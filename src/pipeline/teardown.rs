// Copyright 2026, Jeroen van Erp <jeroen@geeko.me>
// SPDX-License-Identifier: Apache-2.0

//! Removal of everything the deployment pipeline created.

use crate::config::Config;
use crate::constants::poll;
use crate::error::Result;
use crate::kubernetes::{delete_namespace, namespace_exists};
use crate::secrets::SecretStore;
use crate::wait::Poller;
use kube::Client;
use std::sync::Arc;
use std::time::Duration;
use tracing::{info, instrument};

/// Deletes both namespaces and the published secret, waiting for each to disappear
/// before moving on. Anything already gone counts as deleted.
pub struct TeardownPipeline {
    client: Client,
    config: Config,
    poller: Poller,
    secret_store: Arc<dyn SecretStore>,
}

impl TeardownPipeline {
    pub fn new(client: Client, config: Config, secret_store: Arc<dyn SecretStore>) -> Self {
        Self {
            client,
            config,
            poller: Poller::new(Duration::from_secs(poll::ABSENCE_INTERVAL_SECS)),
            secret_store,
        }
    }

    pub fn with_poller(mut self, poller: Poller) -> Self {
        self.poller = poller;
        self
    }

    pub async fn run(&self) -> Result<()> {
        let d = &self.config.deploy;

        self.remove_namespace(&d.sonar_namespace).await?;
        self.remove_namespace(&d.database_namespace).await?;
        self.remove_secret(&self.config.auth.secret_name()).await?;

        info!("Teardown complete");
        Ok(())
    }

    #[instrument(skip(self))]
    async fn remove_namespace(&self, namespace: &str) -> Result<()> {
        if delete_namespace(&self.client, namespace).await? {
            let client = &self.client;
            self.poller
                .wait_for_absent(&format!("Namespace {}", namespace), || {
                    namespace_exists(client, namespace)
                })
                .await?;
        }
        Ok(())
    }

    #[instrument(skip(self))]
    async fn remove_secret(&self, name: &str) -> Result<()> {
        let store = self.secret_store.as_ref();
        if store.delete_secret(name).await? {
            self.poller
                .wait_for_absent(&format!("Secret {}", name), || store.secret_exists(name))
                .await?;
        }
        Ok(())
    }
}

━━━━━━━━━━━━━━━━

● Work instructions
Check the data above line by line for the word "info". State only how many lines contain it.

● Task response
2